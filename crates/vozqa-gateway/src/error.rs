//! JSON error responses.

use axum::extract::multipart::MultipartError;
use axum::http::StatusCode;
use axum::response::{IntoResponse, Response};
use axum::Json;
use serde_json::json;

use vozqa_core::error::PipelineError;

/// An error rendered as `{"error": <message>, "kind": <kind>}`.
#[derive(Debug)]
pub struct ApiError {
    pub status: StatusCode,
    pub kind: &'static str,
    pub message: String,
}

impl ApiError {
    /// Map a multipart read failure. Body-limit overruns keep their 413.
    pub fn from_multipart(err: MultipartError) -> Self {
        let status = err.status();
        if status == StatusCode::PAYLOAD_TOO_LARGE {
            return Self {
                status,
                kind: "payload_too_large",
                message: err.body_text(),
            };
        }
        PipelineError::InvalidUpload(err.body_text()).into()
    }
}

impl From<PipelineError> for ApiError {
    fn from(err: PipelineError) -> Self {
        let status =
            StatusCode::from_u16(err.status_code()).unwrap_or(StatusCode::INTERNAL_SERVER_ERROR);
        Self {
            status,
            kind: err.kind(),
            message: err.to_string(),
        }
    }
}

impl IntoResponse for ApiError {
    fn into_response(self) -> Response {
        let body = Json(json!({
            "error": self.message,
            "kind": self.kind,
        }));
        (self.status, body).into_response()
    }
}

------------------------------------------------------------------------

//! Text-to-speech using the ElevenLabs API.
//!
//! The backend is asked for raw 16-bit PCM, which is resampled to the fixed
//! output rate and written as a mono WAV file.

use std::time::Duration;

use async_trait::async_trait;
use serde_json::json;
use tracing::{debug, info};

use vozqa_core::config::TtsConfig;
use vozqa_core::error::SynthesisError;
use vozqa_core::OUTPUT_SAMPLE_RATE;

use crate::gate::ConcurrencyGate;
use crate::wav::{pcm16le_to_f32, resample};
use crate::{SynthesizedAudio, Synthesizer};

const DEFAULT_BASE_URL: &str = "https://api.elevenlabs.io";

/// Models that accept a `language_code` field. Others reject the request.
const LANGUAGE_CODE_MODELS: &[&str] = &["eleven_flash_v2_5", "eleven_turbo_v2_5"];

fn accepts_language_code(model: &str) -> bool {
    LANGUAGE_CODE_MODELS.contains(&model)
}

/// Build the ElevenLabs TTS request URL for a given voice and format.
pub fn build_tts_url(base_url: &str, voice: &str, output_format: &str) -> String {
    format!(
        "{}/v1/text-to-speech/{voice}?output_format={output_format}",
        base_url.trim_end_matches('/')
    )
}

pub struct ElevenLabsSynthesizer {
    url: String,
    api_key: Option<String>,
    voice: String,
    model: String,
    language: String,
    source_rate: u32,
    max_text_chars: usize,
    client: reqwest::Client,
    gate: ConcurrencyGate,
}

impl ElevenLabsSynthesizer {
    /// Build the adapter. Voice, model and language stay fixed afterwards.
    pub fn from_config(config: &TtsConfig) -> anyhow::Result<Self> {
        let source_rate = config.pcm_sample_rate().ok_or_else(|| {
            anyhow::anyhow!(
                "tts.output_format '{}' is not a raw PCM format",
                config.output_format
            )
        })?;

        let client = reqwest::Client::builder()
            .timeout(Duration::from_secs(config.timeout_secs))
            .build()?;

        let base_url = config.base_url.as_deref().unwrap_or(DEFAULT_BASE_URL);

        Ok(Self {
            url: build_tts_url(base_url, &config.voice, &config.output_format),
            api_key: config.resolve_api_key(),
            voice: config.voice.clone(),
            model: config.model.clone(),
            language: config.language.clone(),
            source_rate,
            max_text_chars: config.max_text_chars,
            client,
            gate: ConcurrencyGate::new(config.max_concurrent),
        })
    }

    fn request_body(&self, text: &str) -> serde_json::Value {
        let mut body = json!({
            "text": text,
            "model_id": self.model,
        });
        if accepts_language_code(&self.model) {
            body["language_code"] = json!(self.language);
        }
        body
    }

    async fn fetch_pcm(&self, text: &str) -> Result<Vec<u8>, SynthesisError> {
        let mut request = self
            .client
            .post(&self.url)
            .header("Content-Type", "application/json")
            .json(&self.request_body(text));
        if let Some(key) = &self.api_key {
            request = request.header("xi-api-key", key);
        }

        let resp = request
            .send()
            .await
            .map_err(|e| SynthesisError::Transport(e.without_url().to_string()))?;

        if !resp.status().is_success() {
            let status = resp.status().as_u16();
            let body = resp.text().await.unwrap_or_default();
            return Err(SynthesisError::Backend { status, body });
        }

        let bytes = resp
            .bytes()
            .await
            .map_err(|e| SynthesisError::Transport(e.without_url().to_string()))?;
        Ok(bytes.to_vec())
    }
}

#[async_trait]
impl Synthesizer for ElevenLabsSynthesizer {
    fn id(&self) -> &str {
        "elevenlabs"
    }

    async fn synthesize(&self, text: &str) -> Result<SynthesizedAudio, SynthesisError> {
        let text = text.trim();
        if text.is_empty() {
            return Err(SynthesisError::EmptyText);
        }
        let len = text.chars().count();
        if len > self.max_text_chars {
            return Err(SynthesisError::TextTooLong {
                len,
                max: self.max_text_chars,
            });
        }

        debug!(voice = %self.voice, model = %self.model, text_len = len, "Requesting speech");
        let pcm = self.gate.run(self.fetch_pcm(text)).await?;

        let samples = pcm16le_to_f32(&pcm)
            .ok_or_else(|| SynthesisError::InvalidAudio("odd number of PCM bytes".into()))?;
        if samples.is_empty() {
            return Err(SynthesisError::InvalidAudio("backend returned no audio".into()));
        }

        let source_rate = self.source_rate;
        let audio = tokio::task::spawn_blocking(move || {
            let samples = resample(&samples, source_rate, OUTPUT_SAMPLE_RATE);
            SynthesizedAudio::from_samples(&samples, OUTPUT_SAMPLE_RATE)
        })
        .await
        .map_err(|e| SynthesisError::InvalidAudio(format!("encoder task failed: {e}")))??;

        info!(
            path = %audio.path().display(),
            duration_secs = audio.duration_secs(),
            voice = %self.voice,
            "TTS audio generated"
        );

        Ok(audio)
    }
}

------------------------------------------------------------------------

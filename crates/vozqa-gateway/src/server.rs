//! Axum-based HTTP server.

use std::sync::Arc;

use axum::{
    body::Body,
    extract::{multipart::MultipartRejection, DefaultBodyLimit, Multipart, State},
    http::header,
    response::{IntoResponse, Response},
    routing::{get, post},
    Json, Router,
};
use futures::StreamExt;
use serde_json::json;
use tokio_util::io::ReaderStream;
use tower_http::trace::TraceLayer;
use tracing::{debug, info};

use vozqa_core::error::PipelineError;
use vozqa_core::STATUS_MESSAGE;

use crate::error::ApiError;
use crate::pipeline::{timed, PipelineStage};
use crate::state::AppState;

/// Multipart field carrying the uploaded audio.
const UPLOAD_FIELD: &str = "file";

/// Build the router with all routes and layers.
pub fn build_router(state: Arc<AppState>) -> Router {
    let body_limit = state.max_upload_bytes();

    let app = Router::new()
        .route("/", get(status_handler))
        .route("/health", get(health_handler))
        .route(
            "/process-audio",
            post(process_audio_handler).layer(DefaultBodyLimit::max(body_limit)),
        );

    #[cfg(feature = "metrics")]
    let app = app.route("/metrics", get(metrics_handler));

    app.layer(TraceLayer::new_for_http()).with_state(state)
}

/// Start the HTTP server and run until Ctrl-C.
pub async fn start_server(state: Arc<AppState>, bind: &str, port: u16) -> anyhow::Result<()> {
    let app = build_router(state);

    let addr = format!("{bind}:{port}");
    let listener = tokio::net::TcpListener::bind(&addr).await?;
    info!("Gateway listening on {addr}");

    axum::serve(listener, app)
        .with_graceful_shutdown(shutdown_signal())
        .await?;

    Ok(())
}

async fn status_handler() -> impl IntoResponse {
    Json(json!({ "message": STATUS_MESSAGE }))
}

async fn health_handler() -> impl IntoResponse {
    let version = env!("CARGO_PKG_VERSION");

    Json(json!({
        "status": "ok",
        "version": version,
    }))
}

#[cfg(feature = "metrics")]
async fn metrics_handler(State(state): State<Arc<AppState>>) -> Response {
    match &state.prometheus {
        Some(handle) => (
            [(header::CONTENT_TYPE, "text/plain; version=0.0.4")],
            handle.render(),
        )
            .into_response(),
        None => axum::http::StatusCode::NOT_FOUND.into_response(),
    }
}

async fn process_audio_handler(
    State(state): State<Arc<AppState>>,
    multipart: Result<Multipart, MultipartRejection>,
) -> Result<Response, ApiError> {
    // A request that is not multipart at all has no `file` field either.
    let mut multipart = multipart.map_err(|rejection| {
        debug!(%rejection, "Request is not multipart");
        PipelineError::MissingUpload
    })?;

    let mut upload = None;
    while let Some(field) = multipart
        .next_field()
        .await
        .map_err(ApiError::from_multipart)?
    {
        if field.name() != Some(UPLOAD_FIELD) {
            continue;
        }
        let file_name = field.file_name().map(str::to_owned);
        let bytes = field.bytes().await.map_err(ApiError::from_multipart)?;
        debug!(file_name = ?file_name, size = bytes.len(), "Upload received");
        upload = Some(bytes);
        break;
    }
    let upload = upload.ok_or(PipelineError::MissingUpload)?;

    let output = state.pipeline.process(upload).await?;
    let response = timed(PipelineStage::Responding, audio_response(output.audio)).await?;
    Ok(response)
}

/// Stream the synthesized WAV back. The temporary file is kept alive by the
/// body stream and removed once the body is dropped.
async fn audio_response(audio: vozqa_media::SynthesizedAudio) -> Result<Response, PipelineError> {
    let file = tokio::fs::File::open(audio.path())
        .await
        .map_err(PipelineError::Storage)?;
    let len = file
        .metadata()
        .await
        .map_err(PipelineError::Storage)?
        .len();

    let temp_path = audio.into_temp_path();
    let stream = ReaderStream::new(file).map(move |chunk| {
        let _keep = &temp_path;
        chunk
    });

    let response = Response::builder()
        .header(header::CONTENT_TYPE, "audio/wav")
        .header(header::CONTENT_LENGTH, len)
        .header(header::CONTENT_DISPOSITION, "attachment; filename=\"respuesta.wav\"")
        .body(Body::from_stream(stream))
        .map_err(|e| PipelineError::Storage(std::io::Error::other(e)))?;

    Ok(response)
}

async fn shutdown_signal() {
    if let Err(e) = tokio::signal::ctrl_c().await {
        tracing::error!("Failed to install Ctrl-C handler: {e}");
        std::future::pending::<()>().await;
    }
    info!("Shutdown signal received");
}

------------------------------------------------------------------------

Task item: Only a number is wanted here: how many lines of the material hold the word "fixed".

Solution for this problem: 2